WHAT IS REQUIRED:
Copy every line from the data below in which the string "present" can be found.

ENTRIES PROVIDED:
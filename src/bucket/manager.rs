//! Bucket Manager
//!
//! Buckets are the tenancy unit: each one owns a sharded store, an
//! expiration scheduler, and a 16-byte auth token minted at creation.
//! The name-to-bucket index is itself copy-on-write: lookups load an
//! immutable snapshot with no lock, while creations and deletions
//! serialize on one mutex and swap in a rebuilt index. A reader sees
//! either the pre-change or post-change bucket set, never a partial one.
//!
//! The `default` bucket always exists and cannot be deleted.

use crate::error::StoreError;
use crate::storage::ShardedStore;
use crate::util::{constant_time_eq, now_unix_secs};
use arc_swap::ArcSwap;
use base64::engine::general_purpose::URL_SAFE_NO_PAD;
use base64::Engine as _;
use parking_lot::Mutex;
use rand::RngCore;
use serde::Serialize;
use std::collections::HashMap;
use std::sync::Arc;
use tracing::{debug, info};
use uuid::Uuid;

/// The bucket every deployment starts with.
pub const DEFAULT_BUCKET: &str = "default";

/// Length of a bucket's shared-secret auth token.
pub const AUTH_TOKEN_SIZE: usize = 16;

/// A named, isolated namespace with its own shards and token.
pub struct Bucket {
    pub id: String,
    pub name: String,
    pub description: String,
    /// Creation time, unix seconds
    pub created_at: i64,
    pub shard_count: usize,
    auth_token: [u8; AUTH_TOKEN_SIZE],
    store: Arc<ShardedStore>,
}

impl std::fmt::Debug for Bucket {
    fn fmt(&self, f: &mut std::fmt::Formatter<'_>) -> std::fmt::Result {
        // Keeps the auth token out of logs and debug output
        f.debug_struct("Bucket")
            .field("id", &self.id)
            .field("name", &self.name)
            .field("shard_count", &self.shard_count)
            .finish()
    }
}

/// A bucket's public face: everything but the token and the store.
#[derive(Debug, Clone, Serialize)]
pub struct BucketMetadata {
    pub id: String,
    pub name: String,
    pub description: String,
    pub created_at: i64,
    pub shard_count: usize,
    pub key_count: i64,
    pub memory_usage: i64,
}

impl Bucket {
    fn metadata(&self) -> BucketMetadata {
        BucketMetadata {
            id: self.id.clone(),
            name: self.name.clone(),
            description: self.description.clone(),
            created_at: self.created_at,
            shard_count: self.shard_count,
            key_count: self.store.count(),
            memory_usage: self.store.usage(),
        }
    }
}

/// Immutable snapshot of the bucket set, replaced wholesale on change.
#[derive(Debug, Default)]
struct BucketIndex {
    buckets: HashMap<String, Arc<Bucket>>,
}

/// Owner of all buckets in the process.
#[derive(Debug)]
pub struct BucketManager {
    index: ArcSwap<BucketIndex>,
    write_lock: Mutex<()>,
    default_shard_count: usize,
}

impl BucketManager {
    /// Creates a manager with the `default` bucket already present and
    /// its scheduler running. Must be called inside a tokio runtime.
    pub fn new(default_shard_count: usize) -> Self {
        let manager = Self {
            index: ArcSwap::from_pointee(BucketIndex::default()),
            write_lock: Mutex::new(()),
            default_shard_count: default_shard_count.max(1),
        };

        match manager.create_bucket(DEFAULT_BUCKET, "Default bucket", 0) {
            Ok(_) => info!(
                shard_count = manager.default_shard_count,
                "created default bucket"
            ),
            Err(e) => debug!(error = %e, "default bucket already present"),
        }

        manager
    }

    fn snapshot(&self) -> Arc<BucketIndex> {
        self.index.load_full()
    }

    /// Creates a bucket and returns its metadata together with the hex
    /// form of its auth token. The token exists nowhere else: it is not
    /// persisted and must not be logged.
    pub fn create_bucket(
        &self,
        name: &str,
        description: &str,
        shard_count: usize,
    ) -> Result<(BucketMetadata, String), StoreError> {
        if name.is_empty() {
            return Err(StoreError::InvalidBucketName);
        }
        let shard_count = if shard_count == 0 {
            self.default_shard_count
        } else {
            shard_count
        };

        let mut token = [0u8; AUTH_TOKEN_SIZE];
        rand::rng().fill_bytes(&mut token);

        let _guard = self.write_lock.lock();

        let old = self.snapshot();
        if old.buckets.contains_key(name) {
            return Err(StoreError::BucketAlreadyExists);
        }

        let store = Arc::new(ShardedStore::new(shard_count));
        store.start_gc();

        let bucket = Arc::new(Bucket {
            id: Uuid::now_v7().to_string(),
            name: name.to_string(),
            description: description.to_string(),
            created_at: now_unix_secs(),
            shard_count,
            auth_token: token,
            store,
        });

        let mut buckets = old.buckets.clone();
        buckets.insert(name.to_string(), Arc::clone(&bucket));
        self.index.store(Arc::new(BucketIndex { buckets }));

        info!(name, id = %bucket.id, shard_count, "created bucket");
        Ok((bucket.metadata(), hex::encode(token)))
    }

    /// Returns a bucket's metadata with live key-count and usage.
    pub fn get_bucket(&self, name: &str) -> Option<BucketMetadata> {
        let idx = self.index.load();
        idx.buckets.get(name).map(|b| b.metadata())
    }

    /// Checks the token against the bucket's in constant time and, on a
    /// match, hands back the bucket's store. Absent bucket and wrong
    /// token are indistinguishable to the caller.
    pub fn authenticate_and_get_store(
        &self,
        name: &str,
        token: &[u8],
    ) -> Option<Arc<ShardedStore>> {
        if token.len() != AUTH_TOKEN_SIZE {
            return None;
        }

        let idx = self.index.load();
        let bucket = idx.buckets.get(name)?;

        if !constant_time_eq(&bucket.auth_token, token) {
            return None;
        }
        Some(Arc::clone(&bucket.store))
    }

    /// Fetches a bucket's store without a token check, for callers that
    /// already authenticated through a signed token.
    pub fn get_store(&self, name: &str) -> Option<Arc<ShardedStore>> {
        let idx = self.index.load();
        idx.buckets.get(name).map(|b| Arc::clone(&b.store))
    }

    /// Deletes a bucket after a constant-time token match, stopping its
    /// scheduler once the new index is visible.
    pub fn delete_bucket(&self, name: &str, token: &[u8]) -> Result<(), StoreError> {
        if name == DEFAULT_BUCKET {
            return Err(StoreError::CannotDeleteDefault);
        }
        if token.len() != AUTH_TOKEN_SIZE {
            return Err(StoreError::Unauthorized);
        }

        let _guard = self.write_lock.lock();

        let old = self.snapshot();
        let bucket = old.buckets.get(name).ok_or(StoreError::BucketNotFound)?;

        if !constant_time_eq(&bucket.auth_token, token) {
            return Err(StoreError::Unauthorized);
        }

        let mut buckets = old.buckets.clone();
        let removed = buckets.remove(name).ok_or(StoreError::BucketNotFound)?;
        self.index.store(Arc::new(BucketIndex { buckets }));

        removed.store.stop_gc();
        info!(name, id = %removed.id, "deleted bucket");
        Ok(())
    }

    pub fn list_buckets(&self) -> Vec<BucketMetadata> {
        let idx = self.index.load();
        idx.buckets.values().map(|b| b.metadata()).collect()
    }

    pub fn bucket_exists(&self, name: &str) -> bool {
        self.index.load().buckets.contains_key(name)
    }

    /// Stops every bucket's scheduler.
    pub fn shutdown(&self) {
        info!("bucket manager shutting down");
        let _guard = self.write_lock.lock();
        let idx = self.snapshot();
        for bucket in idx.buckets.values() {
            debug!(name = %bucket.name, "stopping bucket scheduler");
            bucket.store.stop_gc();
        }
    }
}

/// Decodes a wire-form token: hex first, then base64url without padding.
pub fn decode_token(s: &str) -> Option<[u8; AUTH_TOKEN_SIZE]> {
    let bytes = hex::decode(s)
        .ok()
        .or_else(|| URL_SAFE_NO_PAD.decode(s).ok())?;
    bytes.try_into().ok()
}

RESPONSE AREA:
    /// Creates a manager with the `default` bucket already present and
            Err(e) => debug!(error = %e, "default bucket already present"),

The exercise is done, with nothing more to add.